The FDA’s New Year’s Gift: Posters!

January 9, 2008

The FDA has produced electronic posters giving the nutrient content of raw fruits, raw vegetables, and cooked seafood (purchased raw). Why? I’m guessing because real foods don’t come with Nutrition Facts labels and you have to go to the USDA’s nutrient composition data base to find out what the details are. You can download the posters in small, medium, large, and extra-large, or just in text format. If you care about which fruit or vegetable has the most of any one nutrient, here’s an easy way to find out. Have fun with them!

Nutrient composition: philosophy

December 31, 2007

This question comes from Sheila: “Recently, I was served a plate of “salad” that consisted entirely of several varieties of vegetable sprouts and grain sprouts, dressed with a fresh herb dressing. It was delicious. The salad maker stated this small plate of sprouts held the nutrient content of several cups of fresh whole vegetables, stated the nutrients are quite concentrated in the sprouts. Is this true? The only “literature” I can find on this subject is from seed companies who obviously have a vested interest in selling the seeds for the sprouts. I would appreciate knowing the true comparison of nutrient content. Thank you.”

Food composition: My immediate question is “which nutrients?” Sprouts have so much water that their nutrient content cannot possibly equal that of vegetables with less water. But certain antioxidants–sulforaphane, for example–are more concentrated in sprouts than in adult plants. Ordinarily, questions about food composition are easy to answer. Look up the food on the USDA’s food composition data base. But I can’t find anything about sprouts on the USDA site. A Google search turned up bean sprouts on a data base from the Australia and New Zealand food standards agency. Sprouts are 93% water, and 100 grams contain 9 mg calcium, 129 mg potassium, and 10 mg vitamin C. In contrast, broccoli (according to USDA) is 89% water, and has 47 mg calcium, 316 mg potassium, and 89 mg vitamin C. So broccoli beats sprouts for those particular nutrients. Sprouts are fine to eat and the small amounts of nutrients they contain are useful. So enjoy them! And happy new year!

Today’s Question: Feed Efficiency

September 10, 2007

I haven’t thought carefully about this question since I first read Francis Moore Lappe’s Diet for a Small Planet in the 1970s: “I have a question…about growing grains for livestock feeding: When corn, for example, is grown, it has a k/cal value, or an amount of caloric energy that I assume can be counted for human nutrition. As it is used for feed, is caloric energy lost in the transfer? In other words, is the resulting food (all the butchered and eaten parts of a cow, for example) similar in energy content to the edible feed that went into it? I assume we lose some caloric value along the way, but how much? To me, this has all kinds of implications that I’d like to ponder, including the implications of this from the (admittedly broad) prospective of global hunger.”
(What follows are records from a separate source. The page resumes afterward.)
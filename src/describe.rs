use serde::Serialize;

use crate::text::normalize;

/// One classified unit of a job description.
#[derive(Serialize, Clone, PartialEq, Eq, Debug)]
pub enum DescriptionBlock {
    /// An all-caps line ending in a colon, kept verbatim (`RESPONSIBILITIES:`).
    Heading(String),
    /// `Label: value`, split on the first colon.
    LabelValue(String, String),
    BulletList(Vec<String>),
    Paragraph(String),
}

/// Lines longer than this rule out the flat-list fallback.
const FLAT_LIST_MAX_LINE: usize = 100;

/// Structures a raw HTML description. Shorthand for `structure(normalize(html))`.
pub fn describe(html: &str) -> Vec<DescriptionBlock> {
    structure(&normalize(html))
}

/// Classifies plain-text lines into description blocks, in source order.
///
/// Per non-blank line, the first matching rule wins:
/// 1. heading,
/// 2. label/value,
/// 3. bullet glyph, or any line inside a bullet run,
/// 4. paragraph.
///
/// A bullet run starts at a heading that names responsibilities,
/// requirements, qualifications, duties or tasks, and ends at the next
/// heading. Input with no heading whose lines are all short becomes one
/// flat bullet list instead.
pub fn structure(text: &str) -> Vec<DescriptionBlock> {
    let lines = text
        .lines()
        .map(str::trim)
        .filter(|line| !line.is_empty())
        .collect::<Vec<_>>();

    if is_flat_list(&lines) {
        let items = lines
            .iter()
            .map(|&line| bullet_item(line).unwrap_or(line))
            .filter(|item| !item.is_empty())
            .map(str::to_string)
            .collect();
        return vec![DescriptionBlock::BulletList(items)];
    }

    let mut blocks = Vec::new();
    let mut bullets = Vec::new();
    let mut in_bullet_run = false;
    for line in lines {
        if is_heading(line) {
            flush_bullets(&mut blocks, &mut bullets);
            in_bullet_run = starts_bullet_run(line);
            blocks.push(DescriptionBlock::Heading(line.to_string()));
        } else if let Some((label, value)) = label_value(line) {
            flush_bullets(&mut blocks, &mut bullets);
            blocks.push(DescriptionBlock::LabelValue(label, value));
        } else if let Some(item) = bullet_item(line) {
            if !item.is_empty() {
                bullets.push(item.to_string());
            }
        } else if in_bullet_run {
            bullets.push(line.to_string());
        } else {
            flush_bullets(&mut blocks, &mut bullets);
            blocks.push(DescriptionBlock::Paragraph(line.to_string()));
        }
    }
    flush_bullets(&mut blocks, &mut bullets);

    blocks
}

/// Returns only the glyph-prefixed lines of a raw HTML description, glyphs stripped.
pub fn bullet_points(html: &str) -> Vec<String> {
    normalize(html)
        .lines()
        .filter_map(|line| bullet_item(line.trim()))
        .filter(|item| !item.is_empty())
        .map(str::to_string)
        .collect()
}

fn flush_bullets(blocks: &mut Vec<DescriptionBlock>, bullets: &mut Vec<String>) {
    if !bullets.is_empty() {
        blocks.push(DescriptionBlock::BulletList(std::mem::take(bullets)));
    }
}

fn is_flat_list(lines: &[&str]) -> bool {
    lines.len() >= 2
        && lines
            .iter()
            .all(|line| !is_heading(line) && line.chars().count() <= FLAT_LIST_MAX_LINE)
}

fn is_heading(line: &str) -> bool {
    re!(HEADING_RE, r"^[A-Z\s&()\-]*[A-Z][A-Z\s&()\-]*:$");

    HEADING_RE.is_match(line)
}

fn starts_bullet_run(heading: &str) -> bool {
    re!(
        BULLET_HEADING_RE,
        r"\b(responsibilit\w*|accountabilit\w*|requirement\w*|qualification\w*|duties|tasks)\b",
    );

    let phrase = heading
        .trim_end_matches(':')
        .to_lowercase()
        .split_whitespace()
        .collect::<Vec<_>>()
        .join(" ");
    phrase != "job purpose" && BULLET_HEADING_RE.is_match(&phrase)
}

fn label_value(line: &str) -> Option<(String, String)> {
    re!(LABEL_VALUE_RE, r"^([A-Z][A-Za-z ]{1,29}):\s*(\S.*)$");

    let captures = LABEL_VALUE_RE.captures(line)?;
    Some((
        captures[1].trim_end().to_string(),
        captures[2].trim_end().to_string(),
    ))
}

fn bullet_item(line: &str) -> Option<&str> {
    let rest = line.strip_prefix(['-', '•', '*'])?;
    Some(rest.trim_start())
}
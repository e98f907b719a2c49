use std::path::{Path, PathBuf};

use serde::Deserialize;
use url::Url;

use crate::filter::SortOrder;

/// Board settings, read from `data/board.ron`.
#[derive(Deserialize, Clone, Debug)]
#[serde(deny_unknown_fields)]
pub struct BoardConfig {
    /// OAuth2 client-credentials token endpoint.
    pub token_url: Url,
    /// Full job listing.
    pub jobs_url: Url,
    /// Single job; the job id is appended as a path segment.
    pub job_detail_url: Url,
    pub companies_url: Url,
    #[serde(default = "default_page_size")]
    pub page_size: usize,
    #[serde(default)]
    pub sort: SortOrder,
    #[serde(default = "default_timeout_secs")]
    pub timeout_secs: u64,
    /// Where `fetch` stores the last job list.
    #[serde(default = "default_snapshot_path")]
    pub snapshot_path: PathBuf,
}

fn default_page_size() -> usize {
    25
}

fn default_timeout_secs() -> u64 {
    30
}

fn default_snapshot_path() -> PathBuf {
    "data/jobs.ron".into()
}

#[derive(Debug, thiserror::Error)]
pub enum ConfigError {
    #[error("failed to read {}: {source}", .path.display())]
    Io {
        path: PathBuf,
        source: std::io::Error,
    },
    #[error("failed to parse {}: {source}", .path.display())]
    Parse {
        path: PathBuf,
        source: ron::error::SpannedError,
    },
    #[error("page_size must be at least 1")]
    ZeroPageSize,
}

impl BoardConfig {
    pub const PATH: &str = "data/board.ron";

    pub fn load(path: impl AsRef<Path>) -> Result<Self, ConfigError> {
        let path = path.as_ref();
        let config_str = std::fs::read_to_string(path).map_err(|source| ConfigError::Io {
            path: path.to_path_buf(),
            source,
        })?;
        let config = Self::parse(&config_str, path)?;
        log::debug!("Loaded config from {}", path.display());
        Ok(config)
    }

    /// Parses and validates config text. `path` only labels errors.
    fn parse(config_str: &str, path: &Path) -> Result<Self, ConfigError> {
        let config: Self = ron::from_str(config_str).map_err(|source| ConfigError::Parse {
            path: path.to_path_buf(),
            source,
        })?;
        if config.page_size == 0 {
            return Err(ConfigError::ZeroPageSize);
        }
        Ok(config)
    }
}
This is about “feed efficiency ratios”–the amount of food it takes to make a pound of animal or a pound of us. Let’s hear it for Wikipedia, which has a nice summary with a reasonable reference. It takes more grain to make beef than pigs, chicken, or fish. A lot of those animals are not usable for food (maybe half a beef carcass, for example) and we have our own problems with efficiency. The calories listed in food tables are pretty much what we can use and the better tables specify how well the meat is trimmed. Good question!

More Pesticides in Dried Fruit?

August 19, 2007

It’s a slow news Sunday, so I’ll just answer a couple of questions, both of them using USDA’s food composition data. Here’s a question from a reporter: “There seems to be consensus from the sources I’ve so far read that dried fruit contains higher levels of pesticides than fresh. What I can’t figure out is if that is only because typically one eats more dried fruit in a sitting (6-8 dried apricots as opposed to 1-2 fresh, for example) and that when you dry fruit there’s less volume but the same amount of pesticide, or if more pesticides are used on dried fruit for some reason.”

Answer, of sorts: This is a concentration issue. There can’t be more pesticides on dried fruit than there were on the fresh; there is just less water so the amount per weight appears greater. The same is true of nutrients. Some will be more concentrated (calories!). Others will be lower because of losses during processing (vitamin C, for example). For nutrient composition, USDA data are easy to use. Unfortunately, no such thing exists for pesticides.

Food Composition Tables

June 29, 2007

A reader asks what might be the ideal percentage of protein, fat, and carbohydrate in diets. It’s not an easy question to answer because the percentages could vary a lot, depending on the amounts of good fats (monounsaturated, for example) and good carbohydrates (whole grains). In any case, it’s too hard to have to look up the nutrient composition of every food you eat. But I sometimes have fun using the USDA’s food composition tables. They do require interpretation though as the numbers may or may not reflect what you are actually eating. Carrots grown in California may or may not have the same nutrient composition as those grown in upstate New York. I consider these tables a national treasure and wish the USDA would put more resources into making them even more comprehensive.